EXERCISE REQUIREMENTS -
Going through the material below, please gather all lines with the word "values" in them.

PROVIDED RECORDS -

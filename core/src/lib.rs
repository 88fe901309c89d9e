#![deny(
    unsafe_code,
    missing_docs,
    dead_code,
    unused_results,
    non_snake_case,
    unreachable_pub
)]

//! Core contracts shared across the Rampart combat engine.
//!
//! This crate defines the message surface that connects the driver, the
//! authoritative world and the pure systems. The driver submits
//! [`InputEvent`] values, systems read the world and respond with [`Command`]
//! batches, and the world executes those commands through its `apply` entry
//! point and broadcasts [`Event`] values describing the outcome.
//!
//! Every number that participates in the simulation is a [`Fixed`] value and
//! every random decision is drawn from a single [`SimRng`] stream, so a run is
//! fully defined by its seed, its [`SimConfig`] and its ordered input events.

pub mod command;
pub mod config;
pub mod content;
pub mod effect;
pub mod entity;
pub mod fixed;
pub mod ids;
pub mod rng;
pub mod status;

pub use command::{
    AbilityActivation, Command, DamageSource, DiscardReason, EnemyTarget, Event, InputAction,
    InputEvent, InputRejection, Mover, Outcome, Relic,
};
pub use config::{
    CombatRules, ConfigError, FieldConfig, FortressConfig, PhysicsRules, SimConfig, WaveConfig,
    MAX_FIELD_EXTENT, MAX_TIER,
};
pub use content::{
    AttackStyle, ContentTables, EnemyDefinition, EnemyKind, HeroDefinition, HeroDeployment,
    HeroRole, PassiveTrait, SkillActivation, SkillDefinition, SkillTargeting, TargetingMode,
    TurretDefinition, TurretPlacement, TurretStatTable, Weakness,
};
pub use effect::EffectSpec;
pub use entity::{
    buff_multiplier, buff_sum, ActiveBuff, Attacker, Body, BuffStat, Enemy, Fortress,
    FortressClass, GlobalModifiers, Health, Hero, HeroState, Hit, Loadout, Projectile,
    SkillCooldown, Turret, TurretState, WaveProgress,
};
pub use fixed::{Fixed, FixedVec2, Q14_ONE};
pub use ids::{
    EnemyDefinitionId, EnemyId, HeroDefinitionId, HeroId, IdCounter, ProjectileId, SkillId,
    TurretDefinitionId, TurretId,
};
pub use rng::SimRng;
pub use status::{StatusEffect, StatusEffects, StatusKind};

/// Number of ticks in one logical second.
pub const TICKS_PER_SECOND: u32 = 30;

/// Ticks between two damage-over-time applications.
pub const DOT_INTERVAL_TICKS: u64 = 30;

/// Age at which a projectile is removed without impacting.
pub const PROJECTILE_MAX_LIFETIME_TICKS: u64 = 300;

EXPECTED OUTPUT -
//! [`InputEvent`] values, systems read the world and respond with [`Command`]
//! point and broadcasts [`Event`] values describing the outcome.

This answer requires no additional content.